I don’t expect them to respond because it is not in their best interest to refinance the company. It is in our best interest for them to refinance it. If they continue to let Deutsche Bank to suffocate the company, they can always come to the rescue through private placements which dilute the rest of us but significantly increases their ownership because they continue to invest more money into the company. The value of the entire company continues to increase as the turnaround progresses while our shares continue to lose value through dilution.
When the company had 100 million shares and the stock was trading for $7 per share, it cost $175 million to acquire 25 percent of the company. Now after the number of shares almost doubled, it only costs $10 million to acquire 25 percent of the exact same company. In other words, at the end of the day what matters is what the major shareholders paid for whatever ownership they have in the company whether it is 10 percent, 33 percent, or whatever percecent.
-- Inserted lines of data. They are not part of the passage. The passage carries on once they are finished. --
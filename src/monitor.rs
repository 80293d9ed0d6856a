use std::collections::HashMap;
use std::time::{Duration, Instant};

use tokio::sync::watch;
use tracing::{debug, warn};

use crate::config::EngineConfig;
use crate::scheduler::Retired;
use crate::tween::{AnimationId, PlaybackState};

/// Metrics snapshot returned by the facade.
#[derive(Debug, Clone, PartialEq)]
pub struct EngineMetrics {
    pub active_count: usize,
    pub total_created: u64,
    pub average_frame_time: Duration,
    pub error_count: u64,
}

/// Running stats for one named operation.
#[derive(Debug, Clone, Copy, Default)]
pub struct OpStats {
    pub calls: u64,
    pub last: Duration,
    pub average: Duration,
}

/// Tracks frame and operation timings, and retains a bounded history of
/// retired animations so late state queries still resolve.
pub(crate) struct PerformanceMonitor {
    frame_times: Vec<Duration>,
    target_frame_time: Duration,
    warn_threshold: Duration,
    ops: HashMap<String, OpStats>,
    retired: HashMap<AnimationId, Retired>,
    total_created: u64,
    error_count: u64,
    sweep_interval: Duration,
    retired_max_age: Duration,
    last_sweep: Option<Instant>,
}

impl PerformanceMonitor {
    pub(crate) fn new(config: &EngineConfig) -> Self {
        let target_frame_time = config.frame_duration();
        Self {
            frame_times: Vec::with_capacity(60),
            target_frame_time,
            warn_threshold: target_frame_time.mul_f32(config.frame_warn_fraction.max(0.0)),
            ops: HashMap::new(),
            retired: HashMap::new(),
            total_created: 0,
            error_count: 0,
            sweep_interval: config.sweep_interval(),
            retired_max_age: config.retired_max_age(),
            last_sweep: None,
        }
    }

    pub(crate) fn record_frame(&mut self, frame_time: Duration) {
        self.frame_times.push(frame_time);
        if self.frame_times.len() > 60 {
            self.frame_times.remove(0);
        }
    }

    /// Record one call of a named operation; warns when a single call eats
    /// most of the frame budget.
    pub(crate) fn record_op(&mut self, name: &str, duration: Duration) {
        let stats = self.ops.entry(name.to_string()).or_default();
        stats.calls += 1;
        stats.last = duration;
        stats.average = Duration::from_secs_f64(
            (stats.average.as_secs_f64() * (stats.calls - 1) as f64 + duration.as_secs_f64())
                / stats.calls as f64,
        );

        if duration > self.warn_threshold {
            warn!(
                "⚠️  Operation '{}' took {:?} (budget {:?})",
                name, duration, self.target_frame_time
            );
        }
    }

    pub(crate) fn op_stats(&self, name: &str) -> Option<OpStats> {
        self.ops.get(name).copied()
    }

    pub(crate) fn created(&mut self) {
        self.total_created += 1;
    }

    pub(crate) fn add_errors(&mut self, count: u64) {
        self.error_count += count;
    }

    pub(crate) fn retire(&mut self, entry: Retired) {
        self.retired.insert(entry.id, entry);
    }

    pub(crate) fn retired_state(&self, id: AnimationId) -> Option<PlaybackState> {
        self.retired.get(&id).map(|entry| entry.state)
    }

    pub(crate) fn retired_subscribe(&self, id: AnimationId) -> Option<watch::Receiver<PlaybackState>> {
        self.retired.get(&id).map(|entry| entry.state_tx.subscribe())
    }

    /// Drop retired entries past the cutoff age. Runs at most once per sweep
    /// interval; `now` comes from the engine clock so tests can drive it.
    pub(crate) fn maybe_sweep(&mut self, now: Instant) {
        match self.last_sweep {
            None => {
                self.last_sweep = Some(now);
                return;
            }
            Some(last) if now.saturating_duration_since(last) < self.sweep_interval => return,
            Some(_) => {}
        }
        self.last_sweep = Some(now);

        let cutoff = self.retired_max_age;
        let before = self.retired.len();
        self.retired
            .retain(|_, entry| now.saturating_duration_since(entry.at) < cutoff);
        let dropped = before - self.retired.len();
        if dropped > 0 {
            debug!("🧹 Swept {} retired animation entries", dropped);
        }
    }

    pub(crate) fn average_frame_time(&self) -> Duration {
        if self.frame_times.is_empty() {
            return self.target_frame_time;
        }
        self.frame_times.iter().sum::<Duration>() / self.frame_times.len() as u32
    }

    pub(crate) fn snapshot(&self, active_count: usize) -> EngineMetrics {
        EngineMetrics {
            active_count,
            total_created: self.total_created,
            average_frame_time: self.average_frame_time(),
            error_count: self.error_count,
        }
    }
}

#[cfg(test)]
mod tests {
    use super::*;
    use tokio::sync::watch;

    fn retired(id: u64, at: Instant) -> Retired {
        let (state_tx, _) = watch::channel(PlaybackState::Completed);
        Retired {
            id: AnimationId(id),
            state: PlaybackState::Completed,
            at,
            state_tx,
        }
    }

    #[test]
    fn test_running_average() {
        let mut monitor = PerformanceMonitor::new(&EngineConfig::default());
        monitor.record_op("tick", Duration::from_millis(2));
        monitor.record_op("tick", Duration::from_millis(4));

        let stats = monitor.op_stats("tick").unwrap();
        assert_eq!(stats.calls, 2);
        assert_eq!(stats.last, Duration::from_millis(4));
        assert_eq!(stats.average, Duration::from_millis(3));
    }

    #[test]
    fn test_frame_window_is_bounded() {
        let mut monitor = PerformanceMonitor::new(&EngineConfig::default());
        for _ in 0..100 {
            monitor.record_frame(Duration::from_millis(16));
        }
        assert_eq!(monitor.frame_times.len(), 60);
        assert_eq!(monitor.average_frame_time(), Duration::from_millis(16));
    }

    #[test]
    fn test_sweep_drops_old_entries_only() {
        let mut config = EngineConfig::default();
        config.sweep_interval_secs = 10;
        config.retired_max_age_secs = 30;
        let mut monitor = PerformanceMonitor::new(&config);

        let start = Instant::now();
        monitor.retire(retired(1, start));
        monitor.maybe_sweep(start); // arms the sweep timer

        let later = start + Duration::from_secs(15);
        monitor.retire(retired(2, later));
        monitor.maybe_sweep(later);
        // Entry 1 is only 15s old, nothing dropped yet
        assert!(monitor.retired_state(AnimationId(1)).is_some());

        let much_later = start + Duration::from_secs(40);
        monitor.maybe_sweep(much_later);
        assert!(monitor.retired_state(AnimationId(1)).is_none());
        assert!(monitor.retired_state(AnimationId(2)).is_some());
    }

    #[test]
    fn test_sweep_respects_interval() {
        let mut config = EngineConfig::default();
        config.sweep_interval_secs = 60;
        config.retired_max_age_secs = 1;
        let mut monitor = PerformanceMonitor::new(&config);

        let start = Instant::now();
        monitor.maybe_sweep(start);
        monitor.retire(retired(1, start));

        // Old enough to drop, but the interval has not elapsed
        monitor.maybe_sweep(start + Duration::from_secs(30));
        assert!(monitor.retired_state(AnimationId(1)).is_some());
    }
}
Sprott now owns 33 percent of the company on a dully diluted basis. This is about 60 million shares. If the company raises $20 million at $0.30 per share, it will have to print 66 million shares taking the total from 181 million to 248 million shares. Forget about warrants. I am not saying that this is how much they will raise. I am using this as an example.
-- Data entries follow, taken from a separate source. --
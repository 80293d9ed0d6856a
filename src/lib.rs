#![allow(dead_code)]

//! Tweenline - a unified animation manager
//!
//! This crate provides a clock-driven tween and timeline scheduling engine:
//! many concurrent property interpolations advanced against a single frame
//! clock, with pause/resume that doesn't drift, repeat/yoyo looping,
//! composite timelines, per-animation failure isolation, and bounded
//! per-frame work.

pub mod clock;
pub mod config;
pub mod easing;
pub mod engine;
pub mod error;
pub mod monitor;
pub mod properties;
mod scheduler;
pub mod target;
pub mod timeline;
pub mod tween;

// Re-export commonly used types
pub use clock::{Clock, IntervalTicker, ManualClock, SystemClock, TickSource};
pub use config::EngineConfig;
pub use easing::Easing;
pub use engine::{run, run_with, AnimationEngine, SchedulerPhase};
pub use error::{CallbackPhase, EngineError, ErrorSink};
pub use monitor::{EngineMetrics, OpStats};
pub use properties::{Color, PropertyKeyframe, PropertyKind, PropertyValue};
pub use target::{AnimTarget, PropertyBag, SharedTarget};
pub use timeline::{Timeline, TimelineBuilder};
pub use tween::{AnimationId, AnimationOptions, Callbacks, PlaybackState, Repeat};
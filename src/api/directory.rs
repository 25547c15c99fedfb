//! Phone directory endpoints.

use axum::{
    extract::State,
    http::{header, HeaderValue, StatusCode},
    response::{IntoResponse, Response},
};
use chrono::Local;

use super::{error, success, ApiResult};
use crate::errors::{AppError, AppErrorWithRevision};
use crate::export::{self, DirectorySettings, OfficeSheet};
use crate::AppState;

const XLSX_CONTENT_TYPE: &str =
    "application/vnd.openxmlformats-officedocument.spreadsheetml.sheet";

fn settings(state: &AppState) -> DirectorySettings {
    DirectorySettings {
        central_office_name: state.config.central_office_name.clone(),
        central_office_fax: state.config.central_office_fax.clone(),
    }
}

async fn grouped(state: &AppState) -> Result<Vec<OfficeSheet>, AppError> {
    let entries = state.repo.list_directory_entries().await?;
    Ok(export::group_directory(entries))
}

/// GET /api/directory - The grouped phone directory as JSON.
pub async fn get_directory(State(state): State<AppState>) -> ApiResult<Vec<OfficeSheet>> {
    let revision_id = state.repo.get_revision_id().await.unwrap_or(0);

    match grouped(&state).await {
        Ok(sheets) => success(sheets, revision_id),
        Err(e) => error(e, revision_id),
    }
}

/// GET /api/directory/export - The phone directory as an xlsx download.
pub async fn export_directory(State(state): State<AppState>) -> Response {
    let revision_id = state.repo.get_revision_id().await.unwrap_or(0);

    let bytes = match grouped(&state)
        .await
        .and_then(|sheets| export::render_workbook(&sheets, &settings(&state)))
    {
        Ok(bytes) => bytes,
        Err(e) => {
            return AppErrorWithRevision {
                error: e,
                revision_id,
            }
            .into_response()
        }
    };

    let filename = export::export_filename(Local::now().date_naive());
    tracing::info!(%filename, size = bytes.len(), "Exported phone directory");

    let disposition = HeaderValue::from_str(&format!("attachment; filename=\"{}\"", filename))
        .unwrap_or_else(|_| HeaderValue::from_static("attachment"));

    (
        StatusCode::OK,
        [
            (header::CONTENT_TYPE, HeaderValue::from_static(XLSX_CONTENT_TYPE)),
            (header::CONTENT_DISPOSITION, disposition),
        ],
        bytes,
    )
        .into_response()
}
So if Sprott buys all of the newly printed shares, he will own 126 million shares. His ownership will increase from 33 percent to 50 percent. And to go from 33 percent to 50 percent all he has to spend is $20 million because people are puking shares. If the loan does not get refinanced an/or the price of gold continues to drop, the company will be raising more money every two months or so. People will continue selling shares and maybe within 18 months, which is when the Deustche Bank loan will be paid off, the share price will be at $0.05 per share versus $0.30 per share today. If Sprott continues to participate in private placements at $0.25, $0.20, $0.15, $0.10, and $0.05, he will end up owning 75 percent of the company. By that time, the company will be debt free and if the price of gold recovers, he might sell the company to Newmont for $1 billion and keep 75 percent of it. Or if Newmont does not want to pay the price, he will pay himself out cash flow through dividends.
This is a very good deal for him and his company. The only way we can replicate what he does is through buying more shares in the open market or participating in the private placements. But the problem is that we might not have any extra money.
What do you think about what I said?